Exercise description: Without altering a single word, repeat the records that follow.

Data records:
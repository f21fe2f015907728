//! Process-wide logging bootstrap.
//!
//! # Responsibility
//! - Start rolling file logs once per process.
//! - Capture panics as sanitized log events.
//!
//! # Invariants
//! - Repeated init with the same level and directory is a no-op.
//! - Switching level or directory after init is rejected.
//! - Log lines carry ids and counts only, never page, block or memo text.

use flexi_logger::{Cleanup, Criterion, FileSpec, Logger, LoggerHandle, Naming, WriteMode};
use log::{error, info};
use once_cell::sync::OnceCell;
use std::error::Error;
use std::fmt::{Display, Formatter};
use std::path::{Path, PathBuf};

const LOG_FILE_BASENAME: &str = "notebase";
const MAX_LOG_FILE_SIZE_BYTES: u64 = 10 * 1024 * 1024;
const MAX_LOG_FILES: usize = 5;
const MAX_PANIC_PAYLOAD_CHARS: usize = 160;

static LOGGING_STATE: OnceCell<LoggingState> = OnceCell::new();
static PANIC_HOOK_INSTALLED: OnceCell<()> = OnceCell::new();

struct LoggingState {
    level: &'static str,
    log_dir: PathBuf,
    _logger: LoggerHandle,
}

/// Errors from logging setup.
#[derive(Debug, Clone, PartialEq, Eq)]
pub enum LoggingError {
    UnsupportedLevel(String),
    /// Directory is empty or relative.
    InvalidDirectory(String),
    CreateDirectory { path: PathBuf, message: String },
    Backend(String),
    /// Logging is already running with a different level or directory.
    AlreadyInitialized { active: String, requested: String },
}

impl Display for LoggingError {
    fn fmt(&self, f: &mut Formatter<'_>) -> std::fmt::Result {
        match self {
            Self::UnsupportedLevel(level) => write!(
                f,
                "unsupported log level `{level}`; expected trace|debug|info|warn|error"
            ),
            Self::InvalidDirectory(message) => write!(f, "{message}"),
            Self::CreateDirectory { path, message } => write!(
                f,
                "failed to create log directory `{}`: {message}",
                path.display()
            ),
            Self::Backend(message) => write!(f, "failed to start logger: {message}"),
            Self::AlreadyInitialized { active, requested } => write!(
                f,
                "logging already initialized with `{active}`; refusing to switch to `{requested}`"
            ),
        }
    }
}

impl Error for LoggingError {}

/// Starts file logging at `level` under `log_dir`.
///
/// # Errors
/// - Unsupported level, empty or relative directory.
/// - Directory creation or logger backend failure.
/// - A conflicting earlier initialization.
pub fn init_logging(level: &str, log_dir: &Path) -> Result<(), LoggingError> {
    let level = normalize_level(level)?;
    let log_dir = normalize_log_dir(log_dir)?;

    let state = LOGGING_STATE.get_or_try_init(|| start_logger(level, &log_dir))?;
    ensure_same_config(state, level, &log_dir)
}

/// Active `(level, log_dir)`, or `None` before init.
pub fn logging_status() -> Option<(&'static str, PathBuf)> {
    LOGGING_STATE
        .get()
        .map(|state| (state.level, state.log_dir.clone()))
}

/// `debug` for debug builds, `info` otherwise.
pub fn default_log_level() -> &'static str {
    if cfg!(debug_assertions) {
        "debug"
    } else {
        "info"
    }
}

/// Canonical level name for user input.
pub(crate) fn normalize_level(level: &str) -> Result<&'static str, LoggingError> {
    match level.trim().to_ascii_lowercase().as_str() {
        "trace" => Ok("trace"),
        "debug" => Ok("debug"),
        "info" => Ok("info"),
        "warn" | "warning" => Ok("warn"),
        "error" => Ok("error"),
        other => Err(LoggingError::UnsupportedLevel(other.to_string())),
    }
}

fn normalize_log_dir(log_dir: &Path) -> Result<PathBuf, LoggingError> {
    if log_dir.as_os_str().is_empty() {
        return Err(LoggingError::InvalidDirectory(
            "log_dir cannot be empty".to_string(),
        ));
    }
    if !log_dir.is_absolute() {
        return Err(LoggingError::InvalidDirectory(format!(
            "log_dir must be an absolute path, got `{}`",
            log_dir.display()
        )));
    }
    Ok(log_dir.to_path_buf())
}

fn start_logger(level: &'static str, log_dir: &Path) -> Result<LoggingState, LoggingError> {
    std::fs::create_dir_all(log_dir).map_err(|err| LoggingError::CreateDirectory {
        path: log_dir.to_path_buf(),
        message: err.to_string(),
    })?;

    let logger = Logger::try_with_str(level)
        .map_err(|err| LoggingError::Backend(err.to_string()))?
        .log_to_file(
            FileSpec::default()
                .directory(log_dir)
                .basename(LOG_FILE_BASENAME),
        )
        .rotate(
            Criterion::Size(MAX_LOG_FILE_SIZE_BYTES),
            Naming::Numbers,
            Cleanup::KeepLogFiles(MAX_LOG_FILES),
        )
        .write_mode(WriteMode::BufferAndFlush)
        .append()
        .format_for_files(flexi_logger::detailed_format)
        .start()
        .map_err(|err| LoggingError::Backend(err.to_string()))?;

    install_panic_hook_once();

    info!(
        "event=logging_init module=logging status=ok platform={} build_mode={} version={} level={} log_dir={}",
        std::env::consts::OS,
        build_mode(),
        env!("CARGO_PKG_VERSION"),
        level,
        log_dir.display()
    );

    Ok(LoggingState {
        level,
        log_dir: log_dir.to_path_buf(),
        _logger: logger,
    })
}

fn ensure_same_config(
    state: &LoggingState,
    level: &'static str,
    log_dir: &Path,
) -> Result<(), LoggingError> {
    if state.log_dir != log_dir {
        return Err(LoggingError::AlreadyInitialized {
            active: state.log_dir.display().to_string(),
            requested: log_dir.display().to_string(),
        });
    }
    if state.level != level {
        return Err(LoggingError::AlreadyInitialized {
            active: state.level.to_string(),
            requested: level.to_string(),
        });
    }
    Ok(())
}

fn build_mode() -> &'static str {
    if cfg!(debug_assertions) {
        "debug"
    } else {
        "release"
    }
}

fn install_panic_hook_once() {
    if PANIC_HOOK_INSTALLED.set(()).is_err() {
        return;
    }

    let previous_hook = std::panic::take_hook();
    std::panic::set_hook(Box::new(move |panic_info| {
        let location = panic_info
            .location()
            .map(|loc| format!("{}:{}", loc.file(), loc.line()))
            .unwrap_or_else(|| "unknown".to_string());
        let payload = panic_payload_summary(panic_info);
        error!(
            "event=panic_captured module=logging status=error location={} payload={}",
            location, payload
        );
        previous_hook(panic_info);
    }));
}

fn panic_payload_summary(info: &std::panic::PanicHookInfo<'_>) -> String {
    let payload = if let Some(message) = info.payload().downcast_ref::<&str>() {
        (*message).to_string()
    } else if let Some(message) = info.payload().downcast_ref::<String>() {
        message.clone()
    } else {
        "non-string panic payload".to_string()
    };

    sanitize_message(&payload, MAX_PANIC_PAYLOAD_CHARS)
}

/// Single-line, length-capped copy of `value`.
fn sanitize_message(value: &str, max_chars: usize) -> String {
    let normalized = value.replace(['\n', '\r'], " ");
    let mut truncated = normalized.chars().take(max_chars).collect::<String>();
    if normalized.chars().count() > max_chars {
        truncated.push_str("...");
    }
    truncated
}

Result of this exercise:
repository f21fe2f015907728
//! Process-wide logging bootstrap.
//!
//! # Responsibility
//! - Start rolling file logs once per process.
//! - Capture panics as sanitized log events.
//!
//! # Invariants
//! - Repeated init with the same level and directory is a no-op.
//! - Switching level or directory after init is rejected.
//! - Log lines carry ids and counts only, never page, block or memo text.

use flexi_logger::{Cleanup, Criterion, FileSpec, Logger, LoggerHandle, Naming, WriteMode};
use log::{error, info};
use once_cell::sync::OnceCell;
use std::error::Error;
use std::fmt::{Display, Formatter};
use std::path::{Path, PathBuf};

const LOG_FILE_BASENAME: &str = "notebase";
const MAX_LOG_FILE_SIZE_BYTES: u64 = 10 * 1024 * 1024;
const MAX_LOG_FILES: usize = 5;
const MAX_PANIC_PAYLOAD_CHARS: usize = 160;

static LOGGING_STATE: OnceCell<LoggingState> = OnceCell::new();
static PANIC_HOOK_INSTALLED: OnceCell<()> = OnceCell::new();

struct LoggingState {
    level: &'static str,
    log_dir: PathBuf,
    _logger: LoggerHandle,
}

/// Errors from logging setup.
#[derive(Debug, Clone, PartialEq, Eq)]
pub enum LoggingError {
    UnsupportedLevel(String),
    /// Directory is empty or relative.
    InvalidDirectory(String),
    CreateDirectory { path: PathBuf, message: String },
    Backend(String),
    /// Logging is already running with a different level or directory.
    AlreadyInitialized { active: String, requested: String },
}

impl Display for LoggingError {
    fn fmt(&self, f: &mut Formatter<'_>) -> std::fmt::Result {
        match self {
            Self::UnsupportedLevel(level) => write!(
                f,
                "unsupported log level `{level}`; expected trace|debug|info|warn|error"
            ),
            Self::InvalidDirectory(message) => write!(f, "{message}"),
            Self::CreateDirectory { path, message } => write!(
                f,
                "failed to create log directory `{}`: {message}",
                path.display()
            ),
            Self::Backend(message) => write!(f, "failed to start logger: {message}"),
            Self::AlreadyInitialized { active, requested } => write!(
                f,
                "logging already initialized with `{active}`; refusing to switch to `{requested}`"
            ),
        }
    }
}

impl Error for LoggingError {}

/// Starts file logging at `level` under `log_dir`.
///
/// # Errors
/// - Unsupported level, empty or relative directory.
/// - Directory creation or logger backend failure.
/// - A conflicting earlier initialization.
pub fn init_logging(level: &str, log_dir: &Path) -> Result<(), LoggingError> {
    let level = normalize_level(level)?;
    let log_dir = normalize_log_dir(log_dir)?;

    let state = LOGGING_STATE.get_or_try_init(|| start_logger(level, &log_dir))?;
    ensure_same_config(state, level, &log_dir)
}

/// Active `(level, log_dir)`, or `None` before init.
pub fn logging_status() -> Option<(&'static str, PathBuf)> {
    LOGGING_STATE
        .get()
        .map(|state| (state.level, state.log_dir.clone()))
}

/// `debug` for debug builds, `info` otherwise.
pub fn default_log_level() -> &'static str {
    if cfg!(debug_assertions) {
        "debug"
    } else {
        "info"
    }
}

/// Canonical level name for user input.
pub(crate) fn normalize_level(level: &str) -> Result<&'static str, LoggingError> {
    match level.trim().to_ascii_lowercase().as_str() {
        "trace" => Ok("trace"),
        "debug" => Ok("debug"),
        "info" => Ok("info"),
        "warn" | "warning" => Ok("warn"),
        "error" => Ok("error"),
        other => Err(LoggingError::UnsupportedLevel(other.to_string())),
    }
}

fn normalize_log_dir(log_dir: &Path) -> Result<PathBuf, LoggingError> {
    if log_dir.as_os_str().is_empty() {
        return Err(LoggingError::InvalidDirectory(
            "log_dir cannot be empty".to_string(),
        ));
    }
    if !log_dir.is_absolute() {
        return Err(LoggingError::InvalidDirectory(format!(
            "log_dir must be an absolute path, got `{}`",
            log_dir.display()
        )));
    }
    Ok(log_dir.to_path_buf())
}

fn start_logger(level: &'static str, log_dir: &Path) -> Result<LoggingState, LoggingError> {
    std::fs::create_dir_all(log_dir).map_err(|err| LoggingError::CreateDirectory {
        path: log_dir.to_path_buf(),
        message: err.to_string(),
    })?;

    let logger = Logger::try_with_str(level)
        .map_err(|err| LoggingError::Backend(err.to_string()))?
        .log_to_file(
            FileSpec::default()
                .directory(log_dir)
                .basename(LOG_FILE_BASENAME),
        )
        .rotate(
            Criterion::Size(MAX_LOG_FILE_SIZE_BYTES),
            Naming::Numbers,
            Cleanup::KeepLogFiles(MAX_LOG_FILES),
        )
        .write_mode(WriteMode::BufferAndFlush)
        .append()
        .format_for_files(flexi_logger::detailed_format)
        .start()
        .map_err(|err| LoggingError::Backend(err.to_string()))?;

    install_panic_hook_once();

    info!(
        "event=logging_init module=logging status=ok platform={} build_mode={} version={} level={} log_dir={}",
        std::env::consts::OS,
        build_mode(),
        env!("CARGO_PKG_VERSION"),
        level,
        log_dir.display()
    );

    Ok(LoggingState {
        level,
        log_dir: log_dir.to_path_buf(),
        _logger: logger,
    })
}

fn ensure_same_config(
    state: &LoggingState,
    level: &'static str,
    log_dir: &Path,
) -> Result<(), LoggingError> {
    if state.log_dir != log_dir {
        return Err(LoggingError::AlreadyInitialized {
            active: state.log_dir.display().to_string(),
            requested: log_dir.display().to_string(),
        });
    }
    if state.level != level {
        return Err(LoggingError::AlreadyInitialized {
            active: state.level.to_string(),
            requested: level.to_string(),
        });
    }
    Ok(())
}

fn build_mode() -> &'static str {
    if cfg!(debug_assertions) {
        "debug"
    } else {
        "release"
    }
}

fn install_panic_hook_once() {
    if PANIC_HOOK_INSTALLED.set(()).is_err() {
        return;
    }

    let previous_hook = std::panic::take_hook();
    std::panic::set_hook(Box::new(move |panic_info| {
        let location = panic_info
            .location()
            .map(|loc| format!("{}:{}", loc.file(), loc.line()))
            .unwrap_or_else(|| "unknown".to_string());
        let payload = panic_payload_summary(panic_info);
        error!(
            "event=panic_captured module=logging status=error location={} payload={}",
            location, payload
        );
        previous_hook(panic_info);
    }));
}

fn panic_payload_summary(info: &std::panic::PanicHookInfo<'_>) -> String {
    let payload = if let Some(message) = info.payload().downcast_ref::<&str>() {
        (*message).to_string()
    } else if let Some(message) = info.payload().downcast_ref::<String>() {
        message.clone()
    } else {
        "non-string panic payload".to_string()
    };

    sanitize_message(&payload, MAX_PANIC_PAYLOAD_CHARS)
}

/// Single-line, length-capped copy of `value`.
fn sanitize_message(value: &str, max_chars: usize) -> String {
    let normalized = value.replace(['\n', '\r'], " ");
    let mut truncated = normalized.chars().take(max_chars).collect::<String>();
    if normalized.chars().count() > max_chars {
        truncated.push_str("...");
    }
    truncated
}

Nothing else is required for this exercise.